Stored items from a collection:
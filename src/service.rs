//! Service graph: load balancers, listeners, handler trees and pumps

use crate::action::{ActionEnv, Extensions};
use crate::config::Config;
use crate::handler::{build_tree, stop_tree, Handler};
use crate::loadbalancer::LoadBalancer;
use crate::proxy::ProxyServer;
use crate::pump::PumpRegistry;
use crate::stats::ServiceStats;
use crate::tcp::{TcpRelayServer, Upstream};
use crate::tls;
use anyhow::Context;
use std::net::SocketAddr;
use std::sync::Arc;
use std::time::Duration;
use tokio::sync::watch;
use tokio::task::JoinHandle;
use tracing::{error, info, warn};

/// How long `stop` waits for accept loops to exit
const STOP_TIMEOUT: Duration = Duration::from_secs(5);

pub struct Service {
    shutdown_tx: watch::Sender<bool>,
    trees: Vec<Arc<Vec<Handler>>>,
    tasks: Vec<JoinHandle<()>>,
    http_addrs: Vec<SocketAddr>,
    tcp_addrs: Vec<SocketAddr>,
    stats: Arc<ServiceStats>,
    pumps: PumpRegistry,
}

impl Service {
    /// Build the service graph and start accepting connections
    pub async fn start(config: Config, extensions: Extensions) -> anyhow::Result<Self> {
        config.validate()?;

        let load_balancers = LoadBalancer::build_all(&config.load_balancers)?;
        let pumps = PumpRegistry::new();
        let stats = Arc::new(ServiceStats::new(pumps.clone()));
        let (shutdown_tx, shutdown_rx) = watch::channel(false);

        let env = ActionEnv {
            load_balancers: load_balancers.clone(),
            pumps: pumps.clone(),
            stats: Arc::clone(&stats),
            extensions,
        };

        let mut trees: Vec<Arc<Vec<Handler>>> = Vec::with_capacity(config.http_servers.len());
        for server in &config.http_servers {
            match build_tree(&server.handlers, &env)
                .with_context(|| format!("http server {}", server.listen))
            {
                Ok(tree) => trees.push(Arc::new(tree)),
                Err(e) => {
                    stop_trees(&trees);
                    return Err(e);
                }
            }
        }

        let mut http_servers = Vec::with_capacity(config.http_servers.len());
        let mut tcp_servers = Vec::with_capacity(config.tcp_servers.len());
        let bound: anyhow::Result<()> = async {
            for (server, tree) in config.http_servers.iter().zip(&trees) {
                let addr = parse_listen(&server.listen)?;
                let mut proxy =
                    ProxyServer::bind(addr, Arc::clone(tree), Arc::clone(&stats), shutdown_rx.clone())
                        .await?;
                if let Some(tls_config) = &server.tls {
                    let acceptor = tls::build_acceptor(tls_config)
                        .with_context(|| format!("http server {}", server.listen))?;
                    info!(cert = %tls_config.certificate, key = %tls_config.private_key, "TLS enabled");
                    proxy = proxy.with_tls(acceptor);
                }
                http_servers.push(proxy);
            }

            for server in &config.tcp_servers {
                let addr = parse_listen(&server.listen)?;
                let upstream = Upstream::from_config(server, &load_balancers)?;
                tcp_servers.push(
                    TcpRelayServer::bind(
                        addr,
                        upstream,
                        server.connect_timeout(),
                        pumps.clone(),
                        shutdown_rx.clone(),
                    )
                    .await?,
                );
            }
            Ok::<(), anyhow::Error>(())
        }
        .await;

        if let Err(e) = bound {
            stop_trees(&trees);
            return Err(e);
        }

        let mut tasks = Vec::new();
        let mut http_addrs = Vec::new();
        let mut tcp_addrs = Vec::new();

        for proxy in http_servers {
            http_addrs.push(proxy.local_addr()?);
            tasks.push(tokio::spawn(async move {
                if let Err(e) = proxy.run().await {
                    error!(error = %e, "HTTP server error");
                }
            }));
        }

        for relay in tcp_servers {
            tcp_addrs.push(relay.local_addr()?);
            tasks.push(tokio::spawn(async move {
                if let Err(e) = relay.run().await {
                    error!(error = %e, "TCP relay error");
                }
            }));
        }

        info!(
            http_servers = http_addrs.len(),
            tcp_servers = tcp_addrs.len(),
            load_balancers = load_balancers.len(),
            "Service started"
        );

        Ok(Self {
            shutdown_tx,
            trees,
            tasks,
            http_addrs,
            tcp_addrs,
            stats,
            pumps,
        })
    }

    /// Bound addresses of the HTTP servers, in configuration order
    pub fn http_addrs(&self) -> &[SocketAddr] {
        &self.http_addrs
    }

    /// Bound addresses of the TCP relay servers, in configuration order
    pub fn tcp_addrs(&self) -> &[SocketAddr] {
        &self.tcp_addrs
    }

    pub fn stats(&self) -> &Arc<ServiceStats> {
        &self.stats
    }

    pub fn pumps(&self) -> &PumpRegistry {
        &self.pumps
    }

    /// Stop listeners, handler trees and pumps
    pub async fn stop(self) {
        let _ = self.shutdown_tx.send(true);

        info!("Stopping handlers...");
        stop_trees(&self.trees);

        let active = self.pumps.len();
        if active > 0 {
            info!(active, "Stopping pumps...");
        }
        self.pumps.stop_all();

        let waited = tokio::time::timeout(STOP_TIMEOUT, async {
            for task in self.tasks {
                let _ = task.await;
            }
        })
        .await;
        if waited.is_err() {
            warn!(timeout_secs = STOP_TIMEOUT.as_secs(), "Listeners did not stop in time");
        }
    }
}

fn stop_trees(trees: &[Arc<Vec<Handler>>]) {
    for tree in trees.iter().rev() {
        stop_tree(tree);
    }
}

fn parse_listen(listen: &str) -> anyhow::Result<SocketAddr> {
    listen
        .parse()
        .with_context(|| format!("invalid listen address '{}'", listen))
}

• **About this task**: Report back every line of the entries in which "info" occurs.

• **Answer for this exercise**:
use tracing::{error, info, warn};
                    info!(cert = %tls_config.certificate, key = %tls_config.private_key, "TLS enabled");
        info!(
        info!("Stopping handlers...");
            info!(active, "Stopping pumps...");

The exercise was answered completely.